Case Name : The Assistant Commissioner of Income-tax Vs M/s. Harvey Heart Hospitals Ltd. (ITAT Chennai)
Appeal Number : IT Appeal No. 1397 (MDS.) OF 2012
Date of Judgement/Order : 15/11/2012
Related Assessment Year : 2006- 07

ITAT CHENNAI BENCH ‘A’

Assistant Commissioner of Income-tax

versus

Harvey Heart Hospitals Ltd.

IT APPEAL NO. 1397 (MDS.) OF 2012
[ASSESSMENT YEAR 2006-07]

NOVEMBER  15, 2012

ORDER

Dr. O.K. Narayanan, Vice-President.

This appeal is filed by the Revenue. The relevant assessment year is 2006-07. The appeal is directed against the order of the Commissioner of Income-tax (Appeals)-I at Chennai, dated April 2, 2012. The appeal arises out of the penalty order passed under section 271(1)(c) of the Income-tax Act, 1961.

2. A search under section 132 was conducted in the premises of M/s. Harvey Heart Hospitals Ltd. and Dr. M. P. Naresh Kumar on December 14, 2005. M/s. Harvey Heart Hospitals Ltd. is the assessee before us.

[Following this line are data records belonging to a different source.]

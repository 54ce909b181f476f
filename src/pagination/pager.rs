//! Sequential page cursor
//!
//! A [`Pager`] walks one logical collection request page by page, driving a
//! [`PageStrategy`] over a [`Transport`]. It issues exactly one request at a
//! time, never fetches ahead, and holds at most one page: the previous page
//! is dropped before the next fetch begins. Cancellation and deadlines are
//! the transport's concern; the pager itself has no timeout logic.

use super::page::Page;
use super::strategy::PageStrategy;
use crate::error::{Error, Result};
use crate::session::Transport;
use std::sync::Arc;
use tracing::debug;

/// Iteration state of a pager
#[derive(Debug, Clone, Copy, PartialEq, Eq)]
enum PagerState {
    /// No fetch has happened yet
    NotStarted,
    /// Positioned on a fetched page
    Positioned,
    /// The last page has been consumed
    Exhausted,
    /// A fetch or strategy error ended iteration
    Failed,
}

/// The sequential cursor that walks pages via a chosen strategy
pub struct Pager {
    transport: Arc<dyn Transport>,
    initial_url: String,
    strategy: PageStrategy,
    state: PagerState,
    current: Option<Page>,
}

impl Pager {
    /// Create a pager over `initial_url` using `strategy`
    pub fn new(
        transport: Arc<dyn Transport>,
        initial_url: impl Into<String>,
        strategy: PageStrategy,
    ) -> Self {
        Self {
            transport,
            initial_url: initial_url.into(),
            strategy,
            state: PagerState::NotStarted,
            current: None,
        }
    }

    /// Pager for an unpaged collection
    pub fn single(transport: Arc<dyn Transport>, initial_url: impl Into<String>) -> Self {
        Self::new(transport, initial_url, PageStrategy::single())
    }

    /// Pager following `links.next` in each body
    pub fn linked(transport: Arc<dyn Transport>, initial_url: impl Into<String>) -> Self {
        Self::new(transport, initial_url, PageStrategy::linked())
    }

    /// Pager driven by a marker derived from the last element of each page
    pub fn marker(
        transport: Arc<dyn Transport>,
        initial_url: impl Into<String>,
        last_marker: super::strategy::MarkerFn,
    ) -> Self {
        Self::new(transport, initial_url, PageStrategy::marker(last_marker))
    }

    /// The page the cursor is positioned on, if any
    pub fn current(&self) -> Option<&Page> {
        self.current.as_ref()
    }

    /// Advance to the next page, or `Ok(None)` at natural exhaustion.
    ///
    /// The first call fetches the initial URL. Transport and decode errors
    /// mark the pager failed and propagate. Once exhausted or failed,
    /// further calls return [`Error::PageNotAvailable`].
    pub async fn try_advance(&mut self) -> Result<Option<&Page>> {
        let target = match self.state {
            PagerState::NotStarted => self.initial_url.clone(),
            PagerState::Positioned => {
                let page = self
                    .current
                    .as_ref()
                    .ok_or_else(|| Error::page_not_available("pager lost its current page"))?;
                match self.strategy.next_page_url(page) {
                    Ok(Some(url)) => url,
                    Ok(None) => {
                        self.state = PagerState::Exhausted;
                        self.current = None;
                        return Ok(None);
                    }
                    Err(e) => {
                        self.state = PagerState::Failed;
                        self.current = None;
                        return Err(e);
                    }
                }
            }
            PagerState::Exhausted | PagerState::Failed => {
                return Err(Error::page_not_available(
                    "pager is exhausted or failed; no further pages can be fetched",
                ))
            }
        };

        // One page at a time: release the previous page before fetching.
        self.current = None;

        debug!(url = %target, "fetching collection page");
        match self.transport.fetch(&target).await {
            Ok(fetched) => {
                self.state = PagerState::Positioned;
                self.current = Some(Page::new(fetched.body, fetched.headers, fetched.url));
                Ok(self.current.as_ref())
            }
            Err(e) => {
                self.state = PagerState::Failed;
                Err(e)
            }
        }
    }

    /// Advance to the next page, treating exhaustion as an error.
    ///
    /// Returns [`Error::PageNotAvailable`] when asked to advance past the
    /// last page.
    pub async fn advance(&mut self) -> Result<&Page> {
        if self.try_advance().await?.is_none() {
            return Err(Error::page_not_available(
                "advanced past the last page of the collection",
            ));
        }
        self.current
            .as_ref()
            .ok_or_else(|| Error::page_not_available("pager lost its current page"))
    }

    /// Invoke `handler` once per page, in page order.
    ///
    /// `Ok(false)` from the handler stops cleanly with no further fetch;
    /// an error from the handler or the transport propagates immediately.
    /// Pages already passed to the handler remain the caller's state even
    /// when the call as a whole reports failure.
    pub async fn each_page<F>(&mut self, mut handler: F) -> Result<()>
    where
        F: FnMut(&Page) -> Result<bool>,
    {
        while let Some(page) = self.try_advance().await? {
            if !handler(page)? {
                debug!("handler requested early stop");
                return Ok(());
            }
        }
        debug!("collection exhausted");
        Ok(())
    }

    /// Materialize the whole collection through `extract`, in page order.
    ///
    /// `extract` is the resource's extractor; per-page results are
    /// concatenated with no reordering and no deduplication.
    pub async fn all_pages<T, F>(&mut self, extract: F) -> Result<Vec<T>>
    where
        F: Fn(&Page) -> Result<Vec<T>>,
    {
        let mut all = Vec::new();
        self.each_page(|page| {
            all.extend(extract(page)?);
            Ok(true)
        })
        .await?;
        Ok(all)
    }
}

impl std::fmt::Debug for Pager {
    fn fmt(&self, f: &mut std::fmt::Formatter<'_>) -> std::fmt::Result {
        f.debug_struct("Pager")
            .field("initial_url", &self.initial_url)
            .field("strategy", &self.strategy)
            .field("state", &self.state)
            .field("has_current", &self.current.is_some())
            .finish_non_exhaustive()
    }
}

3. The assessee, M/s. Harvey Heart Hospitals Ltd., was incorporated in 1996. Dr. M. P. Naresh Kumar, a renowned cardiac surgeon, is the managing director of the company. He was also one of the promoters of the company. The assessee-company has not carried out any business activity in the previous year relevant to the assessment year under appeal. This is because the assessee-company has sold all its fixed assets to M/s. Harvey Health Care Ltd.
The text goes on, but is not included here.